The ISW16SH stands as the only WiMAX-compatible device among Sharp's smartphone lineup for au. It features a 4.6-inch HD display and is officially the first model in the lineup to support microSDXC cards up to 64 GB. The name "SERIE" means "pinnacle" or "supreme summit."

The device runs on the Android 4.0 operating system and is powered by a 1.5 GHz dual-core Qualcomm MSM8660A chipset. It features 16 GB of internal storage and utilizes a microSIM card slot.

=== Camera ===
The device features a dual-camera system equipped with a 12.11-megapixel back-illuminated CMOS sensor and a secondary 0.31-megapixel CMOS sensor. Video output is available via HDMI using a compatible MHL cable.
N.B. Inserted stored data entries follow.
//! HTML parser for extracting page elements
//!
//! This module extracts from a document:
//! - The page title
//! - The text of every h1/h2/h3 heading
//! - Every anchor `href`
//! - Every image `src`
//!
//! Values are recorded as they appear in the markup (entities decoded). Links
//! are not resolved against the page URL and nothing is trimmed or filtered.

use crate::record::NO_TITLE;
use scraper::{ElementRef, Html, Selector};

/// Extracted information from an HTML page
#[derive(Debug, Clone, Default, PartialEq, Eq)]
pub struct ParsedPage {
    /// The page title (from the first <title> tag)
    pub title: Option<String>,

    /// Heading texts in document order
    pub headings: Vec<String>,

    /// Anchor hrefs in document order
    pub links: Vec<String>,

    /// Image sources in document order
    pub images: Vec<String>,
}

impl ParsedPage {
    /// Returns the title, or the fallback used when the document has none
    pub fn title_or_default(&self) -> &str {
        self.title.as_deref().unwrap_or(NO_TITLE)
    }
}

/// Parses HTML content and extracts title, headings, links and images
///
/// # Extraction Rules
///
/// | Field | Source | Missing |
/// |-------|--------|---------|
/// | title | text of the first `<title>` | `None` |
/// | headings | text of every `<h1>`, `<h2>`, `<h3>` | skipped |
/// | links | `href` of every `<a>` | `<a>` without `href` skipped |
/// | images | `src` of every `<img>` | `<img>` without `src` skipped |
///
/// # Example
///
/// ```
/// use page_harvest::crawler::parse_html;
///
/// let html = r#"<html><head><title>Test</title></head><body><h1>Hi</h1><a href="/page">Link</a></body></html>"#;
/// let parsed = parse_html(html);
/// assert_eq!(parsed.title, Some("Test".to_string()));
/// assert_eq!(parsed.headings, vec!["Hi".to_string()]);
/// assert_eq!(parsed.links, vec!["/page".to_string()]);
/// ```
pub fn parse_html(html: &str) -> ParsedPage {
    let document = Html::parse_document(html);

    ParsedPage {
        title: extract_title(&document),
        headings: extract_texts(&document, "h1, h2, h3"),
        links: extract_attrs(&document, "a[href]", "href"),
        images: extract_attrs(&document, "img[src]", "src"),
    }
}

/// Extracts the text of the first <title> element
fn extract_title(document: &Html) -> Option<String> {
    let title_selector = Selector::parse("title").ok()?;

    document
        .select(&title_selector)
        .next()
        .map(element_text)
}

/// Collects the text content of every element matching `selector`
fn extract_texts(document: &Html, selector: &str) -> Vec<String> {
    match Selector::parse(selector) {
        Ok(selector) => document.select(&selector).map(element_text).collect(),
        Err(_) => Vec::new(),
    }
}

/// Collects `attr` from every element matching `selector`
fn extract_attrs(document: &Html, selector: &str, attr: &str) -> Vec<String> {
    match Selector::parse(selector) {
        Ok(selector) => document
            .select(&selector)
            .filter_map(|element| element.value().attr(attr))
            .map(str::to_string)
            .collect(),
        Err(_) => Vec::new(),
    }
}

fn element_text(element: ElementRef<'_>) -> String {
    element.text().collect()
}

#[cfg(test)]
mod tests {
    use super::*;

    #[test]
    fn test_extract_title() {
        let html = r#"<html><head><title>Test Page</title></head><body></body></html>"#;
        let parsed = parse_html(html);
        assert_eq!(parsed.title, Some("Test Page".to_string()));
        assert_eq!(parsed.title_or_default(), "Test Page");
    }

    #[test]
    fn test_title_keeps_whitespace() {
        let html = r#"<html><head><title>  Test Page  </title></head><body></body></html>"#;
        let parsed = parse_html(html);
        assert_eq!(parsed.title, Some("  Test Page  ".to_string()));
    }

    #[test]
    fn test_no_title() {
        let html = r#"<html><head></head><body></body></html>"#;
        let parsed = parse_html(html);
        assert_eq!(parsed.title, None);
        assert_eq!(parsed.title_or_default(), "No title found");
    }

    #[test]
    fn test_first_title_wins() {
        let html = r#"<html><head><title>First</title><title>Second</title></head></html>"#;
        let parsed = parse_html(html);
        assert_eq!(parsed.title, Some("First".to_string()));
    }

    #[test]
    fn test_headings_in_document_order() {
        let html = r#"
            <html><body>
                <h2>Second level</h2>
                <h1>Top</h1>
                <h4>Ignored</h4>
                <div><h3>Nested <em>third</em></h3></div>
                <h1>Another top</h1>
            </body></html>
        "#;
        let parsed = parse_html(html);
        assert_eq!(
            parsed.headings,
            vec!["Second level", "Top", "Nested third", "Another top"]
        );
    }

    #[test]
    fn test_heading_entities_decoded() {
        let html = r#"<html><body><h1>Fish &amp; Chips &lt;3</h1></body></html>"#;
        let parsed = parse_html(html);
        assert_eq!(parsed.headings, vec!["Fish & Chips <3"]);
    }

    #[test]
    fn test_non_ascii_text() {
        let html = r#"<html><head><title>Übersicht – 概要</title></head><body><h1>Café</h1></body></html>"#;
        let parsed = parse_html(html);
        assert_eq!(parsed.title.as_deref(), Some("Übersicht – 概要"));
        assert_eq!(parsed.headings, vec!["Café"]);
    }

    #[test]
    fn test_links_recorded_verbatim() {
        let html = r##"
            <html><body>
                <a href="/relative">Relative</a>
                <a href="https://other.com/page">Absolute</a>
                <a href="mailto:test@example.com">Mail</a>
                <a href="#section">Fragment</a>
                <a href="">Empty</a>
            </body></html>
        "##;
        let parsed = parse_html(html);
        assert_eq!(
            parsed.links,
            vec![
                "/relative",
                "https://other.com/page",
                "mailto:test@example.com",
                "#section",
                "",
            ]
        );
    }

    #[test]
    fn test_anchor_without_href_skipped() {
        let html = r#"<html><body><a name="top">Anchor</a><a href="/a">A</a></body></html>"#;
        let parsed = parse_html(html);
        assert_eq!(parsed.links, vec!["/a"]);
    }

    #[test]
    fn test_images() {
        let html = r#"
            <html><body>
                <img src="/logo.png" alt="logo">
                <img alt="no source">
                <img src="https://cdn.example.com/a.jpg">
            </body></html>
        "#;
        let parsed = parse_html(html);
        assert_eq!(parsed.images, vec!["/logo.png", "https://cdn.example.com/a.jpg"]);
    }

    #[test]
    fn test_empty_document() {
        let parsed = parse_html("");
        assert_eq!(parsed, ParsedPage::default());
    }
}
The front of the device lacks physical buttons, utilizing on-screen navigation for the back and home keys instead.

=== Connectivity ===
For mobile payments, its Osaifu-Keitai feature expands beyond traditional Japanese FeliCa technology to also support the global standard NFC. It is the world's first smartphone to feature dual compatibility with both FeliCa and NFC on a single device. In addition to the traditional Back, Home, and Menu keys, a fourth "App Switching Key" introduced starting with Android 3.x is displayed on-screen at the bottom when the display is active. Since these four navigation buttons exist inside the software Navigation Bar, they may dynamically alter depending on the running application.

=== Software ===
The device comes equipped with the default Android stock browser. Additionally, users can download and utilize Google Chrome from the Google Play Store.

Users can browse and download content from the native Google Play Store (formerly known as the Android Market) as well as the carrier's dedicated au Market (formerly known as the au one Market).